**DATA EXTRACT**
//! Field and reference validation for decoded courses.
//!
//! Every rule is a plain function from a record (and the catalogs) to a list
//! of [`ValidationError`]s. Rules never stop early: a record with five
//! problems yields five errors, so a user can fix the sheet in one pass.
//!
//! # Rules
//!
//! | Field | Rule |
//! |-------|------|
//! | Course Title | at most 100 chars |
//! | Course Subtitle | at most 150 chars |
//! | Course Description | at least 20 chars if present |
//! | Category / Language / Level | matches a catalog name (case-insensitive) |
//! | `* Codes` | each code matches a catalog code (case-insensitive) |
//! | Duration | 3-50 chars if present |
//! | Section / Lesson title | 3-100 chars |
//! | Section / Lesson overview | 5-500 chars if present |
//! | Content type | video, attachment, assignment or quiz |
//! | Content title | 3-100 chars |
//! | Content path | required for video and attachment |
//! | Assignment | path or instructions; instructions at least 10 chars |

use std::collections::HashMap;

use crate::models::{
    CatalogKind, ContentItemRecord, ContentKind, CourseRecord, LessonRecord, ReferenceCatalogs,
    SectionRecord, ValidationError,
};
use crate::parser::headers;

const TITLE_MAX: usize = 100;
const SUBTITLE_MAX: usize = 150;
const DESCRIPTION_MIN: usize = 20;
const DURATION_RANGE: (usize, usize) = (3, 50);
const NESTED_TITLE_RANGE: (usize, usize) = (3, 100);
const OVERVIEW_RANGE: (usize, usize) = (5, 500);
const INSTRUCTIONS_MIN: usize = 10;

/// Validate a whole batch: every record, then the duplicate-title check.
pub fn validate_batch(courses: &[CourseRecord], catalogs: &ReferenceCatalogs) -> Vec<ValidationError> {
    let mut errors: Vec<ValidationError> = courses
        .iter()
        .flat_map(|course| validate_course(course, course.source_row, catalogs))
        .collect();
    errors.extend(check_duplicate_titles(courses));
    errors
}

/// Validate one record. Errors come back in field order.
pub fn validate_course(
    course: &CourseRecord,
    row: usize,
    catalogs: &ReferenceCatalogs,
) -> Vec<ValidationError> {
    let mut errors = check_course_fields(course, row);
    errors.extend(check_named_references(course, row, catalogs));
    errors.extend(check_codes(course, row, catalogs));
    errors.extend(check_duration(course, row));
    errors.extend(check_sections(&course.sections, row));
    errors
}

/// Character length, not byte length.
fn len(value: &str) -> usize {
    value.trim().chars().count()
}

fn within(value: &str, (min, max): (usize, usize)) -> bool {
    (min..=max).contains(&len(value))
}

/// Title, subtitle and description length rules.
pub fn check_course_fields(course: &CourseRecord, row: usize) -> Vec<ValidationError> {
    let mut errors = Vec::new();

    if len(&course.course_title) > TITLE_MAX {
        errors.push(ValidationError::new(
            row,
            headers::COURSE_TITLE,
            "Title must be 100 characters or less",
        ));
    }

    if len(&course.course_subtitle) > SUBTITLE_MAX {
        errors.push(ValidationError::new(
            row,
            headers::COURSE_SUBTITLE,
            "Subtitle must be 150 characters or less",
        ));
    }

    let description = len(&course.course_description);
    if description > 0 && description < DESCRIPTION_MIN {
        errors.push(ValidationError::new(
            row,
            headers::COURSE_DESCRIPTION,
            "Description must be at least 20 characters if provided",
        ));
    }

    errors
}

/// Category, language and level must name an existing catalog entry.
pub fn check_named_references(
    course: &CourseRecord,
    row: usize,
    catalogs: &ReferenceCatalogs,
) -> Vec<ValidationError> {
    [CatalogKind::Categories, CatalogKind::Languages, CatalogKind::Levels]
        .into_iter()
        .filter_map(|kind| {
            let value = course.named_reference(kind)?.trim();
            if value.is_empty() || catalogs.find_by_name(kind, value).is_some() {
                return None;
            }
            let noun = kind.noun();
            Some(ValidationError::new(
                row,
                kind.header(),
                format!(
                    "{} \"{}\" does not exist, please create the {}",
                    capitalize(noun),
                    value,
                    noun
                ),
            ))
        })
        .collect()
}

/// Every listed code must exist in its catalog.
pub fn check_codes(
    course: &CourseRecord,
    row: usize,
    catalogs: &ReferenceCatalogs,
) -> Vec<ValidationError> {
    CatalogKind::ALL
        .into_iter()
        .filter(CatalogKind::is_coded)
        .flat_map(|kind| {
            course
                .codes(kind)
                .iter()
                .filter(move |code| catalogs.find_by_code(kind, code).is_none())
                .map(move |code| {
                    let noun = kind.noun();
                    ValidationError::new(
                        row,
                        kind.header(),
                        format!(
                            "{} code \"{}\" does not exist, please create the {}",
                            capitalize(noun),
                            code,
                            noun
                        ),
                    )
                })
        })
        .collect()
}

pub fn check_duration(course: &CourseRecord, row: usize) -> Vec<ValidationError> {
    if len(&course.duration) == 0 || within(&course.duration, DURATION_RANGE) {
        return Vec::new();
    }
    vec![ValidationError::new(
        row,
        headers::DURATION,
        "Duration must be 3-50 characters if provided",
    )]
}

/// Nested structure rules. An empty section list is a valid draft.
pub fn check_sections(sections: &[SectionRecord], row: usize) -> Vec<ValidationError> {
    let mut errors = Vec::new();

    for (i, section) in sections.iter().enumerate() {
        let s = i + 1;

        if !within(&section.title, NESTED_TITLE_RANGE) {
            errors.push(ValidationError::new(
                row,
                headers::section_title(s),
                "Section title must be 3-100 characters",
            ));
        }

        if len(&section.overview) > 0 && !within(&section.overview, OVERVIEW_RANGE) {
            errors.push(ValidationError::new(
                row,
                headers::section_overview(s),
                "Section overview must be 5-500 characters if provided",
            ));
        }

        for (j, lesson) in section.lessons.iter().enumerate() {
            errors.extend(check_lesson(lesson, row, s, j + 1));
        }
    }

    errors
}

fn check_lesson(lesson: &LessonRecord, row: usize, s: usize, l: usize) -> Vec<ValidationError> {
    let mut errors = Vec::new();

    if !within(&lesson.title, NESTED_TITLE_RANGE) {
        errors.push(ValidationError::new(
            row,
            headers::lesson_title(s, l),
            "Lesson title must be 3-100 characters",
        ));
    }

    if len(&lesson.overview) > 0 && !within(&lesson.overview, OVERVIEW_RANGE) {
        errors.push(ValidationError::new(
            row,
            headers::lesson_overview(s, l),
            "Lesson overview must be 5-500 characters if provided",
        ));
    }

    for (k, item) in lesson.content_items.iter().enumerate() {
        errors.extend(check_content_item(item, row, (s, l, k + 1)));
    }

    errors
}

/// Content item rules. Due dates are not checked here; drafts may leave them
/// unset until publishing.
pub fn check_content_item(
    item: &ContentItemRecord,
    row: usize,
    (s, l, c): (usize, usize, usize),
) -> Vec<ValidationError> {
    let mut errors = Vec::new();
    let kind = item.content_type.kind();

    if kind.is_none() {
        errors.push(ValidationError::new(
            row,
            headers::content_type(s, l, c),
            "Content type must be one of: video, attachment, assignment, quiz",
        ));
    }

    if !within(&item.title, NESTED_TITLE_RANGE) {
        errors.push(ValidationError::new(
            row,
            headers::content_title(s, l, c),
            "Content title must be 3-100 characters",
        ));
    }

    if kind.is_some_and(|k| k.requires_path()) && !item.has_path() {
        errors.push(ValidationError::new(
            row,
            headers::content_path(s, l, c),
            "Path is required for video and attachment content types",
        ));
    }

    if kind == Some(ContentKind::Assignment) {
        if !item.has_path() && !item.has_instructions() {
            errors.push(ValidationError::new(
                row,
                headers::content_label(s, l, c),
                "Assignment must have either a content path (attachment) or assignment instructions",
            ));
        }

        let instructions = item.assignment_instructions.as_deref().map(len).unwrap_or(0);
        if instructions > 0 && instructions < INSTRUCTIONS_MIN {
            errors.push(ValidationError::new(
                row,
                headers::content_instructions(s, l, c),
                "Assignment instructions must be at least 10 characters if provided",
            ));
        }
    }

    errors
}

/// Flag every occurrence of a course title used more than once in the batch.
pub fn check_duplicate_titles(courses: &[CourseRecord]) -> Vec<ValidationError> {
    let mut counts: HashMap<String, usize> = HashMap::new();
    for course in courses {
        let title = title_key(course);
        if !title.is_empty() {
            *counts.entry(title).or_default() += 1;
        }
    }

    courses
        .iter()
        .filter(|course| counts.get(&title_key(course)).is_some_and(|&n| n > 1))
        .map(|course| {
            ValidationError::new(course.source_row, headers::COURSE_TITLE, "Duplicate course title")
        })
        .collect()
}

fn title_key(course: &CourseRecord) -> String {
    course.course_title.trim().to_lowercase()
}

fn capitalize(word: &str) -> String {
    let mut chars = word.chars();
    match chars.next() {
        Some(first) => first.to_uppercase().chain(chars).collect(),
        None => String::new(),
    }
}
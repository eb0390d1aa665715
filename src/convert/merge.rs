//! Merging, walking and shuffling traversables.

use rand::Rng;
use rand::seq::SliceRandom;

use super::to_array;
use crate::value::{Key, Traversable, Value};

/// Merges the normalized inputs, left to right.
///
/// Integer keys are renumbered (values are appended); a string key already
/// present is overwritten in place by the later value.
///
/// # Examples
///
/// ```rust
/// use traverso::convert::traversable_merge;
/// use traverso::traversable;
///
/// let merged = traversable_merge([
///     traversable![5 => "a", "name" => "first"],
///     traversable![9 => "b", "name" => "second"],
/// ]);
/// assert_eq!(merged, traversable![0 => "a", "name" => "second", 1 => "b"]);
/// ```
pub fn traversable_merge<I>(inputs: I) -> Traversable
where
    I: IntoIterator,
    I::Item: Into<Value>,
{
    let mut merged = Traversable::new();
    for input in inputs {
        for (key, value) in to_array(input, false) {
            match key {
                Key::Index(_) => {
                    merged.push(value);
                }
                Key::Name(_) => {
                    merged.insert(key, value);
                }
            }
        }
    }
    merged
}

/// Calls `action(&value, &key)` for every entry of the normalized input.
///
/// # Examples
///
/// ```rust
/// use traverso::convert::traversable_walk;
/// use traverso::traversable;
///
/// let mut seen = Vec::new();
/// traversable_walk(|value, key| seen.push(format!("{key}={value}")), traversable!["a" => 1, "b" => 2]);
/// assert_eq!(seen, vec!["a=1", "b=2"]);
/// ```
pub fn traversable_walk<F>(mut action: F, input: impl Into<Value>)
where
    F: FnMut(&Value, &Key),
{
    for (key, value) in to_array(input, false).iter() {
        action(value, key);
    }
}

/// Shuffles the values of the normalized input using the thread-local
/// random generator. The result is a list.
pub fn traversable_randomize(input: impl Into<Value>) -> Traversable {
    traversable_randomize_with(input, &mut rand::rng())
}

/// Shuffles the values of the normalized input with the given generator.
/// The result is a list.
///
/// # Examples
///
/// ```rust
/// use rand::SeedableRng;
/// use rand::rngs::StdRng;
/// use traverso::convert::{traversable_randomize_with, traversable_sort};
/// use traverso::traversable;
/// use traverso::value::SortFlags;
///
/// let mut rng = StdRng::seed_from_u64(7);
/// let shuffled = traversable_randomize_with(traversable!["a" => 1, "b" => 2, "c" => 3], &mut rng);
/// assert!(shuffled.is_list());
/// assert_eq!(traversable_sort(SortFlags::Regular, shuffled), traversable![1, 2, 3]);
/// ```
pub fn traversable_randomize_with<R>(input: impl Into<Value>, rng: &mut R) -> Traversable
where
    R: Rng + ?Sized,
{
    let mut values = to_array(input, false).into_values();
    values.shuffle(rng);
    Traversable::from_values(values)
}
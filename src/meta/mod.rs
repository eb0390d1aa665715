//! Quantifiers, capability predicates and statistics.
//!
//! - [`all_match`], [`any_match`], [`none_match`]: predicates over the
//!   values of any normalized input
//! - [`is_traversable`], [`is_like_array`]: capability checks
//! - [`Statistics`]: descriptive statistics of a collection
//!
//! # Examples
//!
//! ```rust
//! use traverso::meta::{Statistics, any_match};
//! use traverso::traversable;
//! use traverso::value::Value;
//!
//! let input = traversable![3, 1, 2];
//! assert!(any_match(|value| value == &Value::Int(2), input.clone()));
//! assert_eq!(Statistics::new(input).median_average(), 2.0);
//! ```

mod matching;
mod statistics;

pub use matching::{all_match, any_match, is_like_array, is_traversable, none_match};
pub use statistics::{Statistics, statistics};
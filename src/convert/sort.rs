//! Sorting traversables.

use std::cmp::Ordering;

use super::to_array;
use crate::value::{SortFlags, Traversable, Value};

/// Sorts the values of the normalized input with a built-in ordering.
///
/// The sort is stable; keys are discarded and the result is a list.
///
/// # Examples
///
/// ```rust
/// use traverso::convert::traversable_sort;
/// use traverso::traversable;
/// use traverso::value::SortFlags;
///
/// let input = traversable!["b" => "10", "a" => "9", "c" => "1"];
/// assert_eq!(traversable_sort(SortFlags::Regular, input.clone()), traversable!["1", "9", "10"]);
/// assert_eq!(traversable_sort(SortFlags::String, input), traversable!["1", "10", "9"]);
/// ```
pub fn traversable_sort(flags: SortFlags, input: impl Into<Value>) -> Traversable {
    traversable_sort_by(|left, right| flags.compare(left, right), input)
}

/// Sorts the values of the normalized input with a caller comparator.
///
/// The sort is stable; keys are discarded and the result is a list.
///
/// # Examples
///
/// ```rust
/// use traverso::convert::traversable_sort_by;
/// use traverso::traversable;
/// use traverso::value::SortFlags;
///
/// let descending = traversable_sort_by(
///     |left, right| SortFlags::Regular.compare(right, left),
///     traversable![2, 3, 1],
/// );
/// assert_eq!(descending, traversable![3, 2, 1]);
/// ```
pub fn traversable_sort_by<F>(mut comparator: F, input: impl Into<Value>) -> Traversable
where
    F: FnMut(&Value, &Value) -> Ordering,
{
    let values = to_array(input, false).into_values();
    Traversable::from_values(stable_sort_by(values, &mut comparator))
}

/// Stable merge sort that accepts comparators which are not a total order.
///
/// Loose comparison of mixed values is not transitive (`true == 7`,
/// `true == "a"`, `7 < "a"`) and NaN is equal to everything, so
/// `slice::sort_by` may panic on them. This sort never checks consistency:
/// an inconsistent comparator yields some permutation of the input.
pub(crate) fn stable_sort_by<T, F>(items: Vec<T>, comparator: &mut F) -> Vec<T>
where
    F: FnMut(&T, &T) -> Ordering,
{
    if items.len() <= 1 {
        return items;
    }
    let mut left = items;
    let right = left.split_off(left.len() / 2);
    let left = stable_sort_by(left, comparator);
    let right = stable_sort_by(right, comparator);

    let mut merged = Vec::with_capacity(left.len() + right.len());
    let mut left = left.into_iter().peekable();
    let mut right = right.into_iter().peekable();
    loop {
        let take_right = match (left.peek(), right.peek()) {
            (Some(first), Some(second)) => comparator(second, first) == Ordering::Less,
            _ => break,
        };
        if take_right {
            merged.extend(right.next());
        } else {
            merged.extend(left.next());
        }
    }
    merged.extend(left);
    merged.extend(right);
    merged
}

#[cfg(test)]
mod tests {
    use super::*;
    use crate::traversable;
    use rstest::rstest;

    #[rstest]
    #[case(SortFlags::Regular, traversable![3, "20", 1.5], traversable![1.5, 3, "20"])]
    #[case(SortFlags::Natural, traversable!["img12", "img10", "img2"], traversable!["img2", "img10", "img12"])]
    #[case(SortFlags::StringCaseInsensitive, traversable!["b", "A", "c"], traversable!["A", "b", "c"])]
    fn sort_with_flags(#[case] flags: SortFlags, #[case] input: Traversable, #[case] expected: Traversable) {
        assert_eq!(traversable_sort(flags, input), expected);
    }

    #[rstest]
    fn sort_by_is_stable() {
        let input = traversable![
            traversable!["rank" => 1, "name" => "first"],
            traversable!["rank" => 0, "name" => "second"],
            traversable!["rank" => 1, "name" => "third"],
        ];
        let rank = |value: &Value| {
            value
                .as_traversable()
                .and_then(|row| row.get(&"rank".into()))
                .and_then(Value::as_i64)
                .unwrap_or(0)
        };
        let sorted = traversable_sort_by(|left, right| rank(left).cmp(&rank(right)), input);
        let names: Vec<String> = sorted
            .values()
            .filter_map(|row| row.as_traversable()?.get(&"name".into()).map(ToString::to_string))
            .collect();
        assert_eq!(names, vec!["second", "first", "third"]);
    }

    fn mixed_values(length: usize) -> Traversable {
        let pool = [
            Value::Bool(true),
            Value::Bool(false),
            Value::Int(7),
            Value::Int(-3),
            Value::from("a"),
            Value::from("10"),
            Value::Null,
            Value::Float(f64::NAN),
            Value::Float(2.5),
        ];
        (0..length).map(|index| pool[(index * 7 + index / 3) % pool.len()].clone()).collect()
    }

    #[rstest]
    #[case(SortFlags::Regular)]
    #[case(SortFlags::Numeric)]
    #[case(SortFlags::Natural)]
    fn sorting_mixed_values_keeps_every_value(#[case] flags: SortFlags) {
        for length in [0, 1, 2, 17, 40, 200] {
            let input = mixed_values(length);
            let sorted = traversable_sort(flags, input.clone());
            assert_eq!(sorted.len(), input.len());
            for value in input.values() {
                let expected = input.values().filter(|other| other.to_string() == value.to_string()).count();
                let found = sorted.values().filter(|other| other.to_string() == value.to_string()).count();
                assert_eq!(found, expected);
            }
        }
    }

    #[rstest]
    fn inconsistent_comparator_does_not_panic() {
        let flip_flop = |left: &i64, right: &i64| if (left + right) % 3 == 0 { Ordering::Less } else { Ordering::Greater };
        let mut items: Vec<i64> = (0..64).collect();
        items = stable_sort_by(items, &mut |left: &i64, right: &i64| flip_flop(left, right));
        items.sort_unstable();
        assert_eq!(items, (0..64).collect::<Vec<_>>());
    }

    #[rstest]
    fn stable_sort_matches_std_on_total_orders() {
        let items: Vec<(usize, usize)> = (0..50).map(|index| ((index * 37) % 11, index)).collect();
        let mut expected = items.clone();
        expected.sort_by_key(|&(rank, _)| rank);
        let sorted = stable_sort_by(items, &mut |left: &(usize, usize), right: &(usize, usize)| left.0.cmp(&right.0));
        assert_eq!(sorted, expected);
    }
}
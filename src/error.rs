//! Error type shared by every fallible operation of the crate.
//!
//! Errors raised by caller-supplied closures are never wrapped: typed APIs
//! (`try_*` variants, [`Optional::or_else_throw`]) hand the caller's own
//! error back unchanged. [`Error`] covers the contract violations the crate
//! itself detects and the failures of dynamic [`Function`] values.
//!
//! [`Optional::or_else_throw`]: crate::monad::Optional::or_else_throw
//! [`Function`]: crate::value::Function

use thiserror::Error;

/// Represents the errors produced by `traverso`.
///
/// # Examples
///
/// ```rust
/// use traverso::Error;
///
/// let error = Error::invalid_argument("handler must be callable");
/// assert_eq!(error.to_string(), "invalid argument: handler must be callable");
/// ```
#[derive(Debug, Clone, PartialEq, Eq, Error)]
pub enum Error {
    /// A caller-supplied argument broke a basic type or arity contract,
    /// e.g. a non-callable close handler or a zero arity for `curry`.
    #[error("invalid argument: {0}")]
    InvalidArgument(String),

    /// The operation is not supported by the receiver, e.g. assigning a key
    /// through a read-only [`Chain`](crate::monad::Chain).
    #[error("illegal operation: {0}")]
    IllegalOperation(String),

    /// An error raised by a caller-supplied dynamic function.
    #[error("{0}")]
    UserSupplied(String),
}

impl Error {
    /// Creates an [`Error::InvalidArgument`].
    pub fn invalid_argument(message: impl Into<String>) -> Self {
        Self::InvalidArgument(message.into())
    }

    /// Creates an [`Error::IllegalOperation`].
    pub fn illegal_operation(message: impl Into<String>) -> Self {
        Self::IllegalOperation(message.into())
    }

    /// Creates an [`Error::UserSupplied`].
    ///
    /// This is the constructor dynamic functions use to report failure.
    ///
    /// ```rust
    /// use traverso::Error;
    /// use traverso::value::Function;
    ///
    /// let failing = Function::new(|_| Err(Error::user("boom")));
    /// assert_eq!(failing.call(&[]), Err(Error::user("boom")));
    /// ```
    pub fn user(message: impl Into<String>) -> Self {
        Self::UserSupplied(message.into())
    }
}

**EXERCISE AIM**
Write out a verbatim copy of the data, beginning with its first line and ending with the line that contains "150 chars |".

**TASK OUTPUT**
//! Field and reference validation for decoded courses.
//!
//! Every rule is a plain function from a record (and the catalogs) to a list
//! of [`ValidationError`]s. Rules never stop early: a record with five
//! problems yields five errors, so a user can fix the sheet in one pass.
//!
//! # Rules
//!
//! | Field | Rule |
//! |-------|------|
//! | Course Title | at most 100 chars |
//! | Course Subtitle | at most 150 chars |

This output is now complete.